### Task prompt
Through the end of the data below, output every line exactly, beginning with the line that contains "fn from(c: MasterVehicleContract)".

(Stored items from a collection)

+ + +

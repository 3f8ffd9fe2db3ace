//! The contract family
//!
//! Every contract carries a [`ContractHeader`]. Variant-specific state lives
//! on the concrete types in [`crate::vehicle`] and [`crate::travel`]; the
//! [`Contract`] enum is what an insurer stores and routes on.

use serde::Serialize;
use tracing::info;

use core_kernel::money::ensure_non_negative;
use core_kernel::{Amount, ContractNumber, InsurerId, PartyId};
use crate::error::ContractError;
use crate::schedule::PaymentSchedule;
use crate::travel::TravelContract;
use crate::vehicle::{MasterVehicleContract, SingleVehicleContract};

/// Fields shared by every contract
#[derive(Debug, Clone, PartialEq, Eq, Serialize)]
pub struct ContractHeader {
    contract_number: ContractNumber,
    insurer: InsurerId,
    policy_holder: PartyId,
    coverage_amount: Amount,
    is_active: bool,
}

impl ContractHeader {
    /// Creates an active header
    ///
    /// # Errors
    ///
    /// Returns `ContractError::Validation` if the coverage amount is negative
    pub fn new(
        contract_number: ContractNumber,
        insurer: InsurerId,
        policy_holder: PartyId,
        coverage_amount: Amount,
    ) -> Result<Self, ContractError> {
        ensure_non_negative(coverage_amount, "Coverage amount")?;
        Ok(Self {
            contract_number,
            insurer,
            policy_holder,
            coverage_amount,
            is_active: true,
        })
    }

    pub fn contract_number(&self) -> &ContractNumber {
        &self.contract_number
    }

    pub fn insurer(&self) -> InsurerId {
        self.insurer
    }

    pub fn policy_holder(&self) -> PartyId {
        self.policy_holder
    }

    pub fn coverage_amount(&self) -> Amount {
        self.coverage_amount
    }

    /// The contract's own flag, ignoring any children
    pub fn is_active(&self) -> bool {
        self.is_active
    }

    /// Clears the active flag. There is no way back.
    pub fn deactivate(&mut self) {
        if self.is_active {
            info!(contract_number = %self.contract_number, "contract deactivated");
        }
        self.is_active = false;
    }

    /// Replaces the coverage amount
    pub fn set_coverage_amount(&mut self, coverage_amount: Amount) -> Result<(), ContractError> {
        ensure_non_negative(coverage_amount, "Coverage amount")?;
        self.coverage_amount = coverage_amount;
        Ok(())
    }
}

/// Behaviour shared by every contract
pub trait InsuranceContract {
    fn header(&self) -> &ContractHeader;

    fn header_mut(&mut self) -> &mut ContractHeader;

    fn contract_number(&self) -> &ContractNumber {
        self.header().contract_number()
    }

    fn insurer(&self) -> InsurerId {
        self.header().insurer()
    }

    fn policy_holder(&self) -> PartyId {
        self.header().policy_holder()
    }

    fn coverage_amount(&self) -> Amount {
        self.header().coverage_amount()
    }

    fn set_coverage_amount(&mut self, coverage_amount: Amount) -> Result<(), ContractError> {
        self.header_mut().set_coverage_amount(coverage_amount)
    }

    /// Whether the contract can still be billed, paid or claimed against
    fn is_active(&self) -> bool {
        self.header().is_active()
    }

    /// Permanently deactivates the contract
    fn deactivate(&mut self) {
        self.header_mut().deactivate();
    }
}

/// A contract that owns a payment schedule
pub trait Billable: InsuranceContract {
    fn schedule(&self) -> &PaymentSchedule;

    fn schedule_mut(&mut self) -> &mut PaymentSchedule;
}

/// Discriminant of [`Contract`]
#[derive(Debug, Clone, Copy, PartialEq, Eq, Hash, Serialize)]
#[serde(rename_all = "snake_case")]
pub enum ContractKind {
    SingleVehicle,
    MasterVehicle,
    Travel,
}

/// Any contract an insurer can hold at top level
#[derive(Debug, Clone, Serialize)]
#[serde(tag = "type", rename_all = "snake_case")]
pub enum Contract {
    SingleVehicle(SingleVehicleContract),
    MasterVehicle(MasterVehicleContract),
    Travel(TravelContract),
}

impl Contract {
    pub fn kind(&self) -> ContractKind {
        match self {
            Contract::SingleVehicle(_) => ContractKind::SingleVehicle,
            Contract::MasterVehicle(_) => ContractKind::MasterVehicle,
            Contract::Travel(_) => ContractKind::Travel,
        }
    }

    /// The contract's schedule; `None` for grouping contracts
    pub fn schedule(&self) -> Option<&PaymentSchedule> {
        match self {
            Contract::SingleVehicle(c) => Some(c.schedule()),
            Contract::MasterVehicle(_) => None,
            Contract::Travel(c) => Some(c.schedule()),
        }
    }

    pub fn as_single_vehicle(&self) -> Option<&SingleVehicleContract> {
        match self {
            Contract::SingleVehicle(c) => Some(c),
            _ => None,
        }
    }

    pub fn as_single_vehicle_mut(&mut self) -> Option<&mut SingleVehicleContract> {
        match self {
            Contract::SingleVehicle(c) => Some(c),
            _ => None,
        }
    }

    pub fn as_master_vehicle(&self) -> Option<&MasterVehicleContract> {
        match self {
            Contract::MasterVehicle(c) => Some(c),
            _ => None,
        }
    }

    pub fn as_master_vehicle_mut(&mut self) -> Option<&mut MasterVehicleContract> {
        match self {
            Contract::MasterVehicle(c) => Some(c),
            _ => None,
        }
    }

    pub fn as_travel(&self) -> Option<&TravelContract> {
        match self {
            Contract::Travel(c) => Some(c),
            _ => None,
        }
    }

    pub fn as_travel_mut(&mut self) -> Option<&mut TravelContract> {
        match self {
            Contract::Travel(c) => Some(c),
            _ => None,
        }
    }
}

impl InsuranceContract for Contract {
    fn header(&self) -> &ContractHeader {
        match self {
            Contract::SingleVehicle(c) => c.header(),
            Contract::MasterVehicle(c) => c.header(),
            Contract::Travel(c) => c.header(),
        }
    }

    fn header_mut(&mut self) -> &mut ContractHeader {
        match self {
            Contract::SingleVehicle(c) => c.header_mut(),
            Contract::MasterVehicle(c) => c.header_mut(),
            Contract::Travel(c) => c.header_mut(),
        }
    }

    fn is_active(&self) -> bool {
        match self {
            Contract::SingleVehicle(c) => c.is_active(),
            Contract::MasterVehicle(c) => c.is_active(),
            Contract::Travel(c) => c.is_active(),
        }
    }

    fn deactivate(&mut self) {
        match self {
            Contract::SingleVehicle(c) => c.deactivate(),
            Contract::MasterVehicle(c) => c.deactivate(),
            Contract::Travel(c) => c.deactivate(),
        }
    }
}

impl From<SingleVehicleContract> for Contract {
    fn from(c: SingleVehicleContract) -> Self {
        Contract::SingleVehicle(c)
    }
}

impl From<MasterVehicleContract> for Contract {
    fn from(c: MasterVehicleContract) -> Self {
        Contract::MasterVehicle(c)
    }
}

impl From<TravelContract> for Contract {
    fn from(c: TravelContract) -> Self {
        Contract::Travel(c)
    }
}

+ + +

### Reply
    fn from(c: MasterVehicleContract) -> Self {
        Contract::MasterVehicle(c)
    }
}

impl From<TravelContract> for Contract {
    fn from(c: TravelContract) -> Self {
        Contract::Travel(c)
    }
}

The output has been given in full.